◆ What needs to be done:
Output only the lines below from the one containing "the default measure" to the one containing "assert!(measure.accepts(&Delivery::with_hops(10)));", exactly as written, both ends kept.

◆ Recorded data:
━━━━━━━━━━━━━━━━━━━━━━━━━━━━━━

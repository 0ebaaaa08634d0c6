//! Measures: how delivered responses are judged
//!
//! Every prefix entry uses one [`MeasureKind`] to decide whether a returned
//! response counts as satisfied. A response that fails the measure is
//! accounted like an expiry on every face the request went out on.
//!
//! The [`MeasureRegistry`] picks a measure for a prefix by component-wise
//! longest-prefix match over the configured [`MeasureRule`]s.

use std::time::Duration;

use serde::{Deserialize, Serialize};

use saf_core::{Delivery, Name};

/// Default round-trip bound for [`MeasureKind::Delay`]
pub const DEFAULT_MAX_DELAY: Duration = Duration::from_millis(1000);

/// Default hop bound for [`MeasureKind::Hops`]
pub const DEFAULT_MAX_HOPS: u32 = 10;

/// Rule turning a delivered response into a satisfied/unsatisfied count
#[derive(Debug, Clone, Copy, PartialEq, Eq, Default, Serialize, Deserialize)]
pub enum MeasureKind {
    /// Every delivered response counts as satisfied
    #[default]
    Ratio,
    /// Satisfied only when the round trip stays within `max_delay`
    Delay { max_delay: Duration },
    /// Satisfied only when the response travelled at most `max_hops`
    Hops { max_hops: u32 },
}

impl MeasureKind {
    /// Delay measure with the default bound
    pub fn delay() -> Self {
        Self::Delay {
            max_delay: DEFAULT_MAX_DELAY,
        }
    }

    /// Hop-count measure with the default bound
    pub fn hops() -> Self {
        Self::Hops {
            max_hops: DEFAULT_MAX_HOPS,
        }
    }

    /// Check whether a delivery satisfies this measure
    ///
    /// A delivery missing the observation a measure needs is accepted.
    pub fn accepts(&self, delivery: &Delivery) -> bool {
        match self {
            Self::Ratio => true,
            Self::Delay { max_delay } => delivery.rtt.is_none_or(|rtt| rtt <= *max_delay),
            Self::Hops { max_hops } => delivery.hop_count.is_none_or(|hops| hops <= *max_hops),
        }
    }
}

/// Binds a measure to every prefix under `prefix`
#[derive(Debug, Clone, PartialEq, Eq, Serialize, Deserialize)]
pub struct MeasureRule {
    /// Name prefix in URI form, e.g. `/video`
    pub prefix: String,
    pub kind: MeasureKind,
}

impl MeasureRule {
    pub fn new(prefix: impl Into<String>, kind: MeasureKind) -> Self {
        Self {
            prefix: prefix.into(),
            kind,
        }
    }
}

/// Resolves the measure for a content prefix
#[derive(Debug, Clone, Default)]
pub struct MeasureRegistry {
    rules: Vec<(Name, MeasureKind)>,
    default_kind: MeasureKind,
}

impl MeasureRegistry {
    /// Build a registry; rules whose prefix does not parse are skipped
    pub fn new(rules: &[MeasureRule], default_kind: MeasureKind) -> Self {
        let rules = rules
            .iter()
            .filter_map(|rule| match Name::parse(&rule.prefix) {
                Ok(name) => Some((name, rule.kind)),
                Err(e) => {
                    tracing::warn!(prefix = %rule.prefix, error = %e, "Ignoring measure rule");
                    None
                }
            })
            .collect();
        Self {
            rules,
            default_kind,
        }
    }

    /// Longest matching rule for `name`, or the default measure
    pub fn resolve(&self, name: &Name) -> MeasureKind {
        self.rules
            .iter()
            .filter(|(prefix, _)| name.starts_with(prefix))
            .max_by_key(|(prefix, _)| prefix.len())
            .map(|(_, kind)| *kind)
            .unwrap_or(self.default_kind)
    }
}

#[cfg(test)]
mod tests {
    use super::*;

    fn name(uri: &str) -> Name {
        Name::parse(uri).unwrap()
    }

    #[test]
    fn test_ratio_accepts_everything() {
        assert!(MeasureKind::Ratio.accepts(&Delivery::default()));
        assert!(MeasureKind::Ratio.accepts(&Delivery::with_rtt(Duration::from_secs(60))));
    }

    #[test]
    fn test_delay_bound() {
        let measure = MeasureKind::Delay {
            max_delay: Duration::from_millis(200),
        };
        assert!(measure.accepts(&Delivery::with_rtt(Duration::from_millis(200))));
        assert!(!measure.accepts(&Delivery::with_rtt(Duration::from_millis(201))));
        assert!(measure.accepts(&Delivery::default()));
    }

    #[test]
    fn test_hop_bound() {
        let measure = MeasureKind::hops();
        assert!(measure.accepts(&Delivery::with_hops(10)));
        assert!(!measure.accepts(&Delivery::with_hops(11)));
    }

    #[test]
    fn test_registry_longest_match() {
        let rules = vec![
            MeasureRule::new("/", MeasureKind::hops()),
            MeasureRule::new("/video", MeasureKind::delay()),
            MeasureRule::new("/video/live", MeasureKind::Ratio),
        ];
        let registry = MeasureRegistry::new(&rules, MeasureKind::Ratio);

        assert_eq!(registry.resolve(&name("/video/vod")), MeasureKind::delay());
        assert_eq!(registry.resolve(&name("/video/live/x")), MeasureKind::Ratio);
        assert_eq!(registry.resolve(&name("/audio")), MeasureKind::hops());
    }

    #[test]
    fn test_registry_matches_whole_components() {
        let rules = vec![MeasureRule::new("/vid", MeasureKind::delay())];
        let registry = MeasureRegistry::new(&rules, MeasureKind::Ratio);

        assert_eq!(registry.resolve(&name("/video")), MeasureKind::Ratio);
        assert_eq!(registry.resolve(&name("/vid/a")), MeasureKind::delay());
    }

    #[test]
    fn test_registry_skips_bad_rules() {
        let rules = vec![MeasureRule::new("relative", MeasureKind::delay())];
        let registry = MeasureRegistry::new(&rules, MeasureKind::hops());
        assert_eq!(registry.resolve(&name("/relative")), MeasureKind::hops());
    }
}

━━━━━━━━━━━━━━━━━━━━━━━━━━━━━━

◆ Finished exercise:
    /// Longest matching rule for `name`, or the default measure
    pub fn resolve(&self, name: &Name) -> MeasureKind {
        self.rules
            .iter()
            .filter(|(prefix, _)| name.starts_with(prefix))
            .max_by_key(|(prefix, _)| prefix.len())
            .map(|(_, kind)| *kind)
            .unwrap_or(self.default_kind)
    }
}

#[cfg(test)]
mod tests {
    use super::*;

    fn name(uri: &str) -> Name {
        Name::parse(uri).unwrap()
    }

    #[test]
    fn test_ratio_accepts_everything() {
        assert!(MeasureKind::Ratio.accepts(&Delivery::default()));
        assert!(MeasureKind::Ratio.accepts(&Delivery::with_rtt(Duration::from_secs(60))));
    }

    #[test]
    fn test_delay_bound() {
        let measure = MeasureKind::Delay {
            max_delay: Duration::from_millis(200),
        };
        assert!(measure.accepts(&Delivery::with_rtt(Duration::from_millis(200))));
        assert!(!measure.accepts(&Delivery::with_rtt(Duration::from_millis(201))));
        assert!(measure.accepts(&Delivery::default()));
    }

    #[test]
    fn test_hop_bound() {
        let measure = MeasureKind::hops();
        assert!(measure.accepts(&Delivery::with_hops(10)));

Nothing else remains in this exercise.